Once the cause is addressed, prepare the soil to create a receptive bed for new growth. Begin by removing all dead turf, debris, and weeds from the patch to expose the bare soil. Next, loosen the top few inches of soil using a rake, trowel, or a pitchfork to break up compaction and improve aeration. In areas of heavy clay or severe compaction, consider using a core aerator or a simple garden fork to punch holes several inches deep.
After loosening the soil, amend the area by adding a thin layer of topsoil or fine compost to the bare patch. This topdressing provides a nutrient-rich and level surface that encourages root establishment and helps the area blend seamlessly with the surrounding lawn. Rake the amended soil lightly to ensure it is level with the rest of the lawn, providing a smooth transition for the incoming runners or seeds.
Choosing the Right Repair Technique
The most effective repair method depends on the size of the bare patch and the speed at which you need the area to fill in. For small spots, utilize the existing runners from the healthy turf at the edge of the patch. Gently pull the longest stolons from the surrounding grass into the bare area, ensuring they remain attached to the mother plant.
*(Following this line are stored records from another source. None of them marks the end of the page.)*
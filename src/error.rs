// author: kodeholic (powered by Gemini)

use std::fmt;

#[derive(Debug)]
pub enum MatchError {
    // --- 매칭 코어 ---
    /// StatusEntry 없음 (이미 정리됨)
    NotFound(String),
    /// addUser 중복 - first-writer-wins 위반 (InvariantViolation)
    AlreadyExists(String),
    AlreadyPending(String),
    NotCancellable { user_id: String, status: String },
    InvalidRequest(String),

    // --- 저장소 (TransientStoreFailure) ---
    Store(String),
    StoreTimeout(String),
    Codec(String),

    // --- 세션 ---
    SessionNotFound(String),
    NotParticipant { session_id: String, user_id: String },
    SessionEnded(String),
    /// 문제 카탈로그 호출 실패
    Catalog(String),

    // --- 게이트웨이 ---
    NotAuthenticated,
    InvalidOpcode(u8),
    InvalidPayload(String),
    InternalError(String),
}

impl fmt::Display for MatchError {
    fn fmt(&self, f: &mut fmt::Formatter<'_>) -> fmt::Result {
        match self {
            MatchError::NotFound(uid) => write!(f, "No matching entry for user: {}", uid),
            MatchError::AlreadyExists(uid) => write!(f, "Matching entry already exists for user: {}", uid),
            MatchError::AlreadyPending(uid) => write!(f, "User {} already has a pending match request", uid),
            MatchError::NotCancellable { user_id, status } =>
                write!(f, "Cannot cancel user {} in status {}", user_id, status),
            MatchError::InvalidRequest(msg) => write!(f, "Invalid match request: {}", msg),
            MatchError::Store(msg) => write!(f, "Store error: {}", msg),
            MatchError::StoreTimeout(op) => write!(f, "Store call timed out: {}", op),
            MatchError::Codec(msg) => write!(f, "Codec error: {}", msg),
            MatchError::SessionNotFound(id) => write!(f, "Session not found: {}", id),
            MatchError::NotParticipant { session_id, user_id } =>
                write!(f, "User {} is not a participant of session {}", user_id, session_id),
            MatchError::SessionEnded(id) => write!(f, "Session already ended: {}", id),
            MatchError::Catalog(msg) => write!(f, "Question catalog error: {}", msg),
            MatchError::NotAuthenticated => write!(f, "Not authenticated"),
            MatchError::InvalidOpcode(op) => write!(f, "Invalid opcode: {}", op),
            MatchError::InvalidPayload(msg) => write!(f, "Invalid payload: {}", msg),
            MatchError::InternalError(msg) => write!(f, "Internal error: {}", msg),
        }
    }
}

impl std::error::Error for MatchError {}

impl MatchError {
    /// 저장소 장애 여부 - 이 경우 작업은 미처리로 간주하고 다음 tick 에 맡긴다
    pub fn is_transient(&self) -> bool {
        matches!(self, MatchError::Store(_) | MatchError::StoreTimeout(_))
    }
}

impl From<serde_json::Error> for MatchError {
    fn from(err: serde_json::Error) -> Self {
        MatchError::Codec(err.to_string())
    }
}

pub type MatchResult<T> = Result<T, MatchError>;

#[cfg(test)]
mod tests {
    use super::*;

    #[test]
    fn transient_only_for_store_failures() {
        assert!(MatchError::Store("down".into()).is_transient());
        assert!(MatchError::StoreTimeout("hget".into()).is_transient());
        assert!(!MatchError::NotFound("u1".into()).is_transient());
        assert!(!MatchError::AlreadyExists("u1".into()).is_transient());
    }

    #[test]
    fn display_names_the_user() {
        let e = MatchError::NotCancellable { user_id: "alice".into(), status: "matched".into() };
        let s = e.to_string();
        assert!(s.contains("alice"));
        assert!(s.contains("matched"));
    }
}
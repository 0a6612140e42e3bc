// author: kodeholic (powered by Claude)
// HttpState - HTTP 핸들러 공유 상태

use std::sync::Arc;

use crate::core::{EntryQueue, MatchingPool, StatusRegistry, UserHub};
use crate::handoff::SessionManager;
use crate::matching::{DisconnectSweeper, MatchService};
use crate::trace::TraceHub;
use crate::utils::current_timestamp;

#[derive(Clone)]
pub struct HttpState {
    pub matching:      Arc<MatchService>,
    pub sessions:      Arc<SessionManager>,
    pub registry:      StatusRegistry,
    pub queue:         EntryQueue,
    pub pool:          MatchingPool,
    pub sweeper:       Arc<DisconnectSweeper>,
    pub user_hub:      Arc<UserHub>,
    pub trace_hub:     Arc<TraceHub>,
    /// 서버 프로세스 시작 시각 (Unix millis) - uptime 계산용
    pub start_time_ms: u64,
}

impl HttpState {
    #[allow(clippy::too_many_arguments)]
    pub fn new(
        matching:  Arc<MatchService>,
        sessions:  Arc<SessionManager>,
        registry:  StatusRegistry,
        queue:     EntryQueue,
        pool:      MatchingPool,
        sweeper:   Arc<DisconnectSweeper>,
        user_hub:  Arc<UserHub>,
        trace_hub: Arc<TraceHub>,
    ) -> Self {
        Self {
            matching, sessions, registry, queue, pool, sweeper, user_hub, trace_hub,
            start_time_ms: current_timestamp(),
        }
    }
}
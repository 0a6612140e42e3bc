// author: kodeholic (powered by Claude)
// 매칭 서브시스템
//
//   API ──▶ MatchService ──▶ EntryQueue ──▶ MatchingWorker ──▶ MatchingPool
//                                                   └──▶ MatchAnnouncer ──▶ MatchBus
//   TtlHandler / DisconnectSweeper ──▶ clear_user job + StatusRegistry

pub mod announcer;
pub mod service;
pub mod sweeper;
pub mod ttl;
pub mod worker;

pub use announcer::{MatchAnnouncer, MatchBus, MatchedEvent, StoreBus};
pub use service::{MatchService, StatusView};
pub use sweeper::{run_disconnect_sweeper, DisconnectSweeper};
pub use ttl::{run_ttl_listener, TtlHandler, TtlOutcome};
pub use worker::{run_matching_worker, JobOutcome, MatchingWorker};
These runners can be secured into the bare soil using U-shaped landscape pins or small wire pieces, a process sometimes called pegging. This action encourages the nodes along the stolon to make firm contact with the soil, promoting new root development and accelerating the lateral spread into the patch. By establishing roots at multiple points, the runner can quickly colonize the open space.
For medium-sized patches or quicker results, transplanting plugs or sprigs is highly effective. Plugs are small cylinders of established turf, typically removed from a healthy, inconspicuous area of the lawn using a specialized tool. Sprigs are individual stems and root fragments harvested from existing runners. Plant plugs or sprigs a few inches apart in the prepared soil, ensuring the top of the plug or sprig is level with the surrounding ground.
If the bare area is large, or if you are repairing multiple scattered patches, seeding is the most practical and economical choice. Bermuda grass seed requires warm soil temperatures, ideally between 65°F and 70°F, for successful germination, making late spring or early summer the optimal planting window. Use a quality hulled or coated Bermuda seed and spread it at a rate of approximately one to two pounds per 1,000 square feet. After broadcasting the seed, cover it lightly with a thin layer of soil (about 1/8 to 1/4 inch deep) by lightly raking or rolling the area to ensure good seed-to-soil contact.
Accelerating Fill-In with Water and Nutrients
Once the repair material is in place, a specific watering regimen is necessary to encourage establishment and the aggressive lateral growth inherent to Bermuda grass. For both seeds and newly planted plugs or sprigs, the soil surface must be kept consistently moist for the first two to three weeks. This requires multiple, short watering cycles throughout the day to prevent the seeds from drying out, which can halt germination. As the new grass begins to emerge and establish a root system, gradually transition to a deeper, less frequent watering schedule.
After the new grass is visibly established and growing, which typically takes four to six weeks, the focus shifts to pushing its natural spreading mechanism. Bermuda grass thrives on nitrogen, which fuels the rapid growth of the stolons and rhizomes needed to fill in open ground. Apply a high-nitrogen fertilizer with an N-P-K ratio of 3-1-2 or 4-1-2 to the repaired area and the surrounding turf. This application should deliver about one pound of actual nitrogen per 1,000 square feet to maximize the horizontal expansion.
Maintaining a low mowing height is essential for accelerating the fill-in process. Bermuda grass is unique in that a short cut, typically between one and 1.5 inches, forces the plant to dedicate its energy to spreading horizontally rather than growing vertically. This low height encourages the formation of a dense turf mat and ensures the runners actively creep across the soil surface, quickly closing the remaining gaps.